Column names differ from VMD. Were they chosen intentionally?
StevenCHowell opened this issue · 4 comments
I just started using biopandas and it seems nice. Toward promoting discussion related to its design, I have a general question regarding the column names, particularly for df['ATOM']
. Note that I work with simulations of molecular structures so I care most about the df['ATOM']
field.
Coming from using VMD for several years, I noticed many differences to access the PDB fields. I have not compared to Chimera or PyMol, but below is a comparison between biopandas, VMD, and the documentation for the PDB file format. I would prefer the VMD options, partially because they are familiar but they are also more succinct. They are probably not as clear as a verbose name, but they are a closer match to the PDB field.

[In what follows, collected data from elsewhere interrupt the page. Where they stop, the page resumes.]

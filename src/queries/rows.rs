use anyhow::{Result, anyhow};
use chrono::NaiveDateTime;
use std::str::FromStr;

/// A single row produced by a diagnostic query, after decoding.
#[derive(Debug, Clone, PartialEq)]
pub enum Row {
    /// Point-in-time values, optionally scoped to one database.
    Sample(Sample),
    /// Cumulative plan-cache execution counter for one plan instance.
    DmlActivity(DmlActivity),
    /// Per-interval increase computed from `DmlActivity` rows.
    DmlIncrease(DmlIncrease),
}

impl Row {
    /// Database name carried by the row, if it exposes one.
    pub fn database_name(&self) -> Option<&str> {
        match self {
            Self::Sample(sample) => sample.database.as_deref(),
            Self::DmlActivity(_) | Self::DmlIncrease(_) => None,
        }
    }

    pub fn database_name_mut(&mut self) -> Option<&mut String> {
        match self {
            Self::Sample(sample) => sample.database.as_mut(),
            Self::DmlActivity(_) | Self::DmlIncrease(_) => None,
        }
    }
}

#[derive(Debug, Clone, PartialEq)]
pub struct Value {
    pub name: &'static str,
    pub unit: &'static str,
    pub value: f64,
}

/// A set of gauge values sharing a metric family (e.g. `Connections`).
#[derive(Debug, Clone, PartialEq)]
pub struct Sample {
    pub family: &'static str,
    pub database: Option<String>,
    pub values: Vec<Value>,
}

impl Sample {
    pub fn new(family: &'static str) -> Self {
        Self {
            family,
            database: None,
            values: Vec::new(),
        }
    }

    pub fn for_database(family: &'static str, database: impl Into<String>) -> Self {
        Self {
            family,
            database: Some(database.into()),
            values: Vec::new(),
        }
    }

    #[must_use]
    pub fn with(mut self, name: &'static str, unit: &'static str, value: f64) -> Self {
        self.values.push(Value { name, unit, value });
        self
    }

    /// Metric path without the component prefix, e.g. `Database/Foo/Size/Data`.
    pub fn path(&self, value: &Value) -> String {
        match &self.database {
            Some(db) => format!("{}/{}/{}", self.family, db, value.name),
            None => format!("{}/{}", self.family, value.name),
        }
    }
}

/// Counter class a plan-cache row is attributed to.
#[derive(Debug, Clone, Copy, PartialEq, Eq, Hash)]
pub enum CounterClass {
    Reads,
    Writes,
}

impl FromStr for CounterClass {
    type Err = anyhow::Error;

    fn from_str(s: &str) -> Result<Self> {
        match s.trim().to_ascii_lowercase().as_str() {
            "reads" => Ok(Self::Reads),
            "writes" => Ok(Self::Writes),
            other => Err(anyhow!("unknown counter class '{other}'")),
        }
    }
}

/// One row of `sys.dm_exec_query_stats`, classified as a read or a write.
#[derive(Debug, Clone, PartialEq, Eq)]
pub struct DmlActivity {
    pub plan_handle: Vec<u8>,
    pub sql_statement_hash: Vec<u8>,
    pub creation_time: Option<NaiveDateTime>,
    pub execution_count: i64,
    pub query_type: CounterClass,
}

/// Aggregated read/write executions for one poll of one target.
#[derive(Debug, Clone, Copy, Default, PartialEq, Eq)]
pub struct DmlIncrease {
    pub reads: i64,
    pub writes: i64,
}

@rasbt, did you have strong motivation for the selections you made? If anyone else have other ideas or preferences, I would be interested to hear them.
BIOPANDAS VMD | COLUMNS DATA TYPE FIELD DEFINITION
----------------------------|---------------------------------------------------------------------------------------
record_name atom | 1 - 6 Record name "ATOM "
atom_number index | 7 - 11 Integer serial Atom serial number.
atom_name name | 13 - 16 Atom name Atom name.
alt_loc altloc | 17 Character altLoc Alternate location indicator.
residue_name resname | 18 - 20 Residue name resName Residue name.
chain_id chain | 22 Character chainID Chain identifier.
residue_number resid | 23 - 26 Integer resSeq Residue sequence number.
insertion insertion | 27 AChar iCode Code for insertion of residues.
x_coord x | 31 - 38 Real(8.3) x Orthogonal coordinates for X in Angstroms.
y_coord y | 39 - 46 Real(8.3) y Orthogonal coordinates for Y in Angstroms.
z_coord z | 47 - 54 Real(8.3) z Orthogonal coordinates for Z in Angstroms.
occupancy occupancy | 55 - 60 Real(6.2) occupancy Occupancy.
b_factor beta | 61 - 66 Real(6.2) tempFactor Temperature factor.
segment_id segname |
element_symbol element | 77 - 78 LString(2) element Element symbol, right-justified.
charge charge | 79 - 80 LString(2) charge Charge on the atom.
Thanks for the feedback and bringing it up
The chosen naming convention was mostly based on what I found intuitive wrt the rcsb PDB "definition" column -- I didn't think about VMD at all when I chose those column names.
I agree with you that this may be confusing/inconvenient for a VMD user though ... Since this is a dev tool, I think making a decision/change "now" seems reasonable (aka rather sooner than later). Here are some thoughts:
record_name vs atom
I wouldn't change that to 'atom', since the record_name
column could also store HETATM and ANISOU entries, for instance.
atom_number vs index
I'd stick with atom_number here, because it is more clear what this refers to. E.g., in the context of pandas, index
could also mean DataFrame index
atom_name vs name
again, I find the atom
prefix more clear, since 'name' is more ambiguous (atom vs residue vs molecule name)
alt_loc vs altLoc
Not sure, for some reason I don't like camelcase (except for Python classes). "Don't like" is actually a bit too strong: I prefer lowercase whenever possible, because I don't have to remember which letter to capitalize (okay, but there's an underscore one might say ...).
residue_name vs resname
No strong preference here; maybe residue_name is a bit (too) verbose!? What's confusing though is that VMD uses resname
instead of e.g., resName
like it does for altLoc
x_coord, y_coord, z_coord vs x, y, z
That's one thing that could be shortened. _coord
is a bit too verbose maybe. On the other hand, it's more clear what this refers to (thinking of math variables)
b_factor vs beta
I'd go with b_factor or temp_factor here; beta is too ambiguos imho (again, may sound like a generic variable name)
element_symbol vs element
that could definitely be shortened to just element; I don't see any reason to make it more verbose?!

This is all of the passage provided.